---------- SUPPLIED ENTRIES ----------
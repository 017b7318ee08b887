//! Configuration structures for rewind.
//!
//! This module defines configuration options for various components:
//! - [`RuntimeConfig`]: Top-level configuration containing all settings
//! - [`EngineConfig`]: Wasmtime engine settings (pooling, interruption)
//! - [`ExecutionConfig`]: Per-instance execution limits (fuel, timeout)
//! - [`AsyncifyConfig`]: Control export names and save-area defaults
//! - [`HostConfig`]: Which standard host imports are registered

use serde::{Deserialize, Serialize};
use tracing::warn;

use crate::RuntimeError;

/// Size in bytes of the save-area descriptor (two 32-bit offsets).
pub const DESCRIPTOR_SIZE: u32 = 8;

/// Top-level runtime configuration.
///
/// This structure contains all configuration options for rewind.
/// It can be loaded from TOML or JSON files.
#[derive(Debug, Clone, Default, Deserialize, Serialize)]
pub struct RuntimeConfig {
    /// Wasmtime engine configuration.
    #[serde(default)]
    pub engine: EngineConfig,

    /// Per-instance execution configuration.
    #[serde(default)]
    pub execution: ExecutionConfig,

    /// Asyncify symbol names and save-area defaults.
    #[serde(default)]
    pub asyncify: AsyncifyConfig,

    /// Standard host imports.
    #[serde(default)]
    pub host: HostConfig,
}

/// Wasmtime engine configuration.
#[derive(Debug, Clone, Deserialize, Serialize)]
pub struct EngineConfig {
    /// Enable pooling allocator for faster instantiation.
    #[serde(default = "defaults::pooling_allocator")]
    pub pooling_allocator: bool,

    /// Maximum concurrent instances in the pool.
    ///
    /// Only effective when `pooling_allocator` is enabled.
    #[serde(default = "defaults::max_instances")]
    pub max_instances: u32,

    /// Memory per instance slot in megabytes.
    #[serde(default = "defaults::instance_memory_mb")]
    pub instance_memory_mb: u32,

    /// Enable epoch-based interruption.
    ///
    /// The deadline is re-armed before every synchronous segment of a call,
    /// so time spent awaiting host values is not charged to the module.
    #[serde(default = "defaults::epoch_interruption")]
    pub epoch_interruption: bool,
}

impl Default for EngineConfig {
    fn default() -> Self {
        Self {
            pooling_allocator: defaults::pooling_allocator(),
            max_instances: defaults::max_instances(),
            instance_memory_mb: defaults::instance_memory_mb(),
            epoch_interruption: defaults::epoch_interruption(),
        }
    }
}

/// Per-instance execution configuration.
#[derive(Debug, Clone, Deserialize, Serialize)]
pub struct ExecutionConfig {
    /// Maximum fuel for the lifetime of an instance.
    #[serde(default = "defaults::max_fuel")]
    pub max_fuel: u64,

    /// Enable fuel metering.
    #[serde(default = "defaults::fuel_metering")]
    pub fuel_metering: bool,

    /// Epoch ticks allowed for each synchronous segment of an export call.
    ///
    /// With one tick per millisecond this is a timeout in milliseconds.
    #[serde(default = "defaults::segment_timeout_ticks")]
    pub segment_timeout_ticks: u64,
}

impl Default for ExecutionConfig {
    fn default() -> Self {
        Self {
            max_fuel: defaults::max_fuel(),
            fuel_metering: defaults::fuel_metering(),
            segment_timeout_ticks: defaults::segment_timeout_ticks(),
        }
    }
}

/// Asyncify symbol names and save-area defaults.
///
/// The defaults match what Binaryen's `--asyncify` pass and `wasm-ld` emit.
#[derive(Debug, Clone, Deserialize, Serialize)]
pub struct AsyncifyConfig {
    /// Prefix shared by the control exports; exports with this prefix are
    /// never wrapped.
    #[serde(default = "defaults::control_prefix")]
    pub control_prefix: String,

    /// Name of the exported linear memory holding the save area.
    #[serde(default = "defaults::memory_export")]
    pub memory_export: String,

    /// Export giving the descriptor address explicitly.
    #[serde(default = "defaults::data_addr_export")]
    pub data_addr_export: String,

    /// Export holding the low-stack mark.
    #[serde(default = "defaults::stack_low_export")]
    pub stack_low_export: String,

    /// Export holding the live stack pointer.
    #[serde(default = "defaults::stack_pointer_export")]
    pub stack_pointer_export: String,

    /// Descriptor address used when the module does not export one.
    #[serde(default = "defaults::default_data_addr")]
    pub default_data_addr: u32,

    /// End of the save area used when seeding without stack symbols.
    #[serde(default = "defaults::default_save_area_end")]
    pub default_save_area_end: u32,
}

impl Default for AsyncifyConfig {
    fn default() -> Self {
        Self {
            control_prefix: defaults::control_prefix(),
            memory_export: defaults::memory_export(),
            data_addr_export: defaults::data_addr_export(),
            stack_low_export: defaults::stack_low_export(),
            stack_pointer_export: defaults::stack_pointer_export(),
            default_data_addr: defaults::default_data_addr(),
            default_save_area_end: defaults::default_save_area_end(),
        }
    }
}

impl AsyncifyConfig {
    /// Name of a control export, e.g. `get_state` -> `asyncify_get_state`.
    pub fn control_export(&self, operation: &str) -> String {
        format!("{}{operation}", self.control_prefix)
    }

    /// Returns `true` if `name` is reserved for the control surface.
    pub fn is_reserved(&self, name: &str) -> bool {
        name.starts_with(&self.control_prefix)
    }

    /// Default save-area start: immediately after the descriptor.
    pub fn default_save_area_start(&self, data_addr: u32) -> u32 {
        data_addr.saturating_add(DESCRIPTOR_SIZE)
    }

    /// Validate the configuration.
    ///
    /// # Errors
    ///
    /// Returns an error if the control prefix is empty.
    pub fn validate(&self) -> Result<(), RuntimeError> {
        if self.control_prefix.is_empty() {
            return Err(RuntimeError::invalid_config(
                "asyncify.control_prefix must not be empty",
            ));
        }

        let start = self.default_save_area_start(self.default_data_addr);
        if self.default_save_area_end <= start {
            warn!(
                start = start,
                end = self.default_save_area_end,
                "Default save area is empty; modules without stack symbols cannot suspend"
            );
        }

        Ok(())
    }
}

/// Standard host import configuration.
#[derive(Debug, Clone, Deserialize, Serialize)]
pub struct HostConfig {
    /// Register `env.log`.
    #[serde(default = "defaults::logging_enabled")]
    pub logging_enabled: bool,

    /// Register `env.sleep_ms`.
    #[serde(default = "defaults::timers_enabled")]
    pub timers_enabled: bool,

    /// Longest sleep a guest may request, in milliseconds.
    #[serde(default = "defaults::max_sleep_ms")]
    pub max_sleep_ms: u64,
}

impl Default for HostConfig {
    fn default() -> Self {
        Self {
            logging_enabled: defaults::logging_enabled(),
            timers_enabled: defaults::timers_enabled(),
            max_sleep_ms: defaults::max_sleep_ms(),
        }
    }
}

/// Default value functions for serde.
mod defaults {
    pub const fn pooling_allocator() -> bool {
        true
    }

    pub const fn max_instances() -> u32 {
        1000
    }

    pub const fn instance_memory_mb() -> u32 {
        64
    }

    pub const fn epoch_interruption() -> bool {
        true
    }

    pub const fn max_fuel() -> u64 {
        10_000_000
    }

    pub const fn fuel_metering() -> bool {
        true
    }

    pub const fn segment_timeout_ticks() -> u64 {
        100
    }

    pub fn control_prefix() -> String {
        "asyncify_".to_string()
    }

    pub fn memory_export() -> String {
        "memory".to_string()
    }

    pub fn data_addr_export() -> String {
        "asyncify_data_addr".to_string()
    }

    pub fn stack_low_export() -> String {
        "__stack_low".to_string()
    }

    pub fn stack_pointer_export() -> String {
        "__stack_pointer".to_string()
    }

    pub const fn default_data_addr() -> u32 {
        16
    }

    pub const fn default_save_area_end() -> u32 {
        1024
    }

    pub const fn logging_enabled() -> bool {
        true
    }

    pub const fn timers_enabled() -> bool {
        true
    }

    pub const fn max_sleep_ms() -> u64 {
        60_000
    }
}

#[cfg(test)]
mod tests {
    use super::*;

    #[test]
    fn test_default_config() {
        let config = RuntimeConfig::default();

        assert!(config.engine.pooling_allocator);
        assert_eq!(config.engine.max_instances, 1000);
        assert!(config.engine.epoch_interruption);

        assert_eq!(config.execution.max_fuel, 10_000_000);
        assert_eq!(config.execution.segment_timeout_ticks, 100);
        assert!(config.execution.fuel_metering);

        assert_eq!(config.asyncify.control_prefix, "asyncify_");
        assert_eq!(config.asyncify.default_data_addr, 16);
        assert_eq!(config.asyncify.default_save_area_end, 1024);

        assert!(config.host.logging_enabled);
        assert!(config.host.timers_enabled);
    }

    #[test]
    fn test_control_export_names() {
        let config = AsyncifyConfig::default();

        assert_eq!(config.control_export("get_state"), "asyncify_get_state");
        assert_eq!(
            config.control_export("start_unwind"),
            "asyncify_start_unwind"
        );
        assert!(config.is_reserved("asyncify_stop_rewind"));
        // The data address export is reserved too, it is part of the control surface.
        assert!(config.is_reserved(&config.data_addr_export));
        assert!(!config.is_reserved("main"));
    }

    #[test]
    fn test_default_save_area_start() {
        let config = AsyncifyConfig::default();
        assert_eq!(config.default_save_area_start(16), 24);
        assert_eq!(config.default_save_area_start(u32::MAX), u32::MAX);
    }

    #[test]
    fn test_validate_rejects_empty_prefix() {
        let config = AsyncifyConfig {
            control_prefix: String::new(),
            ..Default::default()
        };
        assert!(config.validate().is_err());
        assert!(AsyncifyConfig::default().validate().is_ok());
    }

    #[test]
    fn test_config_serialization() {
        let config = RuntimeConfig::default();
        let json = serde_json::to_string(&config).unwrap();
        let deserialized: RuntimeConfig = serde_json::from_str(&json).unwrap();

        assert_eq!(
            config.engine.max_instances,
            deserialized.engine.max_instances
        );
        assert_eq!(
            config.asyncify.stack_pointer_export,
            deserialized.asyncify.stack_pointer_export
        );
    }

    #[test]
    fn test_partial_deserialization() {
        let json = r#"{"asyncify": {"default_data_addr": 64}}"#;
        let config: RuntimeConfig = serde_json::from_str(json).unwrap();

        // Explicitly set value
        assert_eq!(config.asyncify.default_data_addr, 64);
        // Default values for unspecified fields
        assert_eq!(config.asyncify.memory_export, "memory");
        assert!(config.engine.pooling_allocator);
        assert_eq!(config.execution.max_fuel, 10_000_000);
    }
}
----------
__WHAT IS NEEDED__
In the entries above, identify each line that includes the string "RuntimeConfig", then copy it.

__RESULT__
//! - [`RuntimeConfig`]: Top-level configuration containing all settings
pub struct RuntimeConfig {
        let config = RuntimeConfig::default();
        let config = RuntimeConfig::default();
        let deserialized: RuntimeConfig = serde_json::from_str(&json).unwrap();
        let config: RuntimeConfig = serde_json::from_str(json).unwrap();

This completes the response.